However, tests showed that the batch of Swindon built locomotives D803-D822 had cab floors too low to accept a Voith transmission in comfort. To correct this locomotives D823-D832 and D866-D870 were built with higher cab floors. This meant that out of a class of 71 locomotives built only the final fifteen built could be fully inter-changeable! Coupled with this the North British locomotives were not fitted with engine preheaters (to reduce construction costs) and so would have to have been retro-fitted by Swindon to allow Maybachs to be fitted, and this too was rejected on the grounds of costs.
So a major 'selling point' of the class was never achieved and Swindon built locomotives retained Maybach engines and Mekydro transmissions and North British built locomotives retained their MAN engines and Voith transmissions throughout their careers.
Although allocated to Laira from new D821 operated from Bristol on driver training trips to and from Plymouth for the first few months before taking over services between Bristol and the Capital.
Tests and Experiments
From October to December 1961, just out of Works, Greyhound was used as a test-bed locomotive by Swindon engineers for trials using a modernised experimental AWS and Deadmans system. On the 16th and 17th D821 hauled a 60 wagon train, of which just five were vacuum braked, between Athelney and Durston at various speeds from 5 to 15mph. On the 31st October and 1st November more tests, this time using 12 BR Mark I coaches working from Swindon to Stoke Gifford, the train formation included Dynamometer Car DW 150192. Once the test figures were compiled, D821 was trialed on both passenger and freight loads (fully fitted, partially fitted and unfitted) at various speeds using both 21" and 25" of vacuum. The final test was completed on the 7th December.

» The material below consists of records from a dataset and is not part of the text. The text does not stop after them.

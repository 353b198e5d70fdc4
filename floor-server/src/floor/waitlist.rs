//! Waitlist Queue
//!
//! FIFO line of guests waiting for a table. Strictly arrival-ordered: no
//! priority reordering and no expiry. The queue shares the coordinator's
//! critical section with the registry, so callers never observe it
//! mid-update.

use std::collections::VecDeque;

use serde::Serialize;

use crate::utils::time::now_millis;

/// 等位条目 - 排队的客人及其所需座位数
#[derive(Debug, Clone, PartialEq, Eq, Serialize)]
pub struct WaitlistEntry {
    pub guest_id: String,
    pub party_size: i64,
    /// 入队时间 (Unix millis)
    pub enqueued_at: i64,
}

/// First-in-first-out holding area for demand that cannot be seated yet.
///
/// The queue performs no deduplication; booking requests are gated upstream
/// by the "already has a table" check, and the queue itself stays tolerant.
#[derive(Debug, Default)]
pub struct Waitlist {
    entries: VecDeque<WaitlistEntry>,
}

impl Waitlist {
    pub fn new() -> Self {
        Self {
            entries: VecDeque::new(),
        }
    }

    /// Append a guest to the tail of the line.
    pub fn enqueue(&mut self, guest_id: impl Into<String>, party_size: i64) {
        self.entries.push_back(WaitlistEntry {
            guest_id: guest_id.into(),
            party_size,
            enqueued_at: now_millis(),
        });
    }

    pub fn peek_head(&self) -> Option<&WaitlistEntry> {
        self.entries.front()
    }

    /// Remove the head of the line; no-op when empty.
    pub fn dequeue_head(&mut self) -> Option<WaitlistEntry> {
        self.entries.pop_front()
    }

    pub fn len(&self) -> usize {
        self.entries.len()
    }

    pub fn is_empty(&self) -> bool {
        self.entries.is_empty()
    }

    /// Snapshot in arrival order.
    pub fn entries(&self) -> Vec<WaitlistEntry> {
        self.entries.iter().cloned().collect()
    }
}

#[cfg(test)]
mod tests {
    use super::*;

    #[test]
    fn fifo_order_is_preserved() {
        let mut waitlist = Waitlist::new();
        waitlist.enqueue("ana", 2);
        waitlist.enqueue("bruno", 4);

        assert_eq!(waitlist.peek_head().unwrap().guest_id, "ana");
        assert_eq!(waitlist.dequeue_head().unwrap().guest_id, "ana");
        assert_eq!(waitlist.peek_head().unwrap().guest_id, "bruno");
    }

    #[test]
    fn dequeue_on_empty_is_noop() {
        let mut waitlist = Waitlist::new();
        assert!(waitlist.dequeue_head().is_none());
        assert!(waitlist.is_empty());
    }

    #[test]
    fn duplicate_enqueue_is_permitted_at_queue_level() {
        // The queue itself does not enforce uniqueness; the upstream
        // already-booked gate is what keeps duplicates out in practice.
        let mut waitlist = Waitlist::new();
        waitlist.enqueue("ana", 2);
        waitlist.enqueue("ana", 2);
        assert_eq!(waitlist.len(), 2);
        assert_eq!(waitlist.dequeue_head().unwrap().guest_id, "ana");
        assert_eq!(waitlist.dequeue_head().unwrap().guest_id, "ana");
    }

    #[test]
    fn entries_snapshot_in_arrival_order() {
        let mut waitlist = Waitlist::new();
        waitlist.enqueue("ana", 2);
        waitlist.enqueue("bruno", 4);
        waitlist.enqueue("carla", 3);
        let guests: Vec<String> = waitlist
            .entries()
            .into_iter()
            .map(|e| e.guest_id)
            .collect();
        assert_eq!(guests, vec!["ana", "bruno", "carla"]);
    }
}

Liveries and Modifications
When released from Swindon Works in January 1968, D821 was the first of the class to be released in the livery version of Blue with new style 'Sans Gill' numbers with a 'D' prefix, numbers on all cab sides along with double arrow emblems. This style of livery continued with the class until the final livery style of numbers without the 'D' prefix and a single emblem under the nameplate took over in early 1969, a livery version which 821 adopted from the 18th August 1971, this being the Works release with the actual date painting was 'signed off' in the cabs being the 20th July. During this works visit in 1968, D821 became one of the batch fitted with both WR AWS and BR AWS systems. This selected batch (D803 to D821) were also fitted with Short Circuit Bars for operating over Southern metals between Basingstoke and London Waterloo on the Exeter-London corridor.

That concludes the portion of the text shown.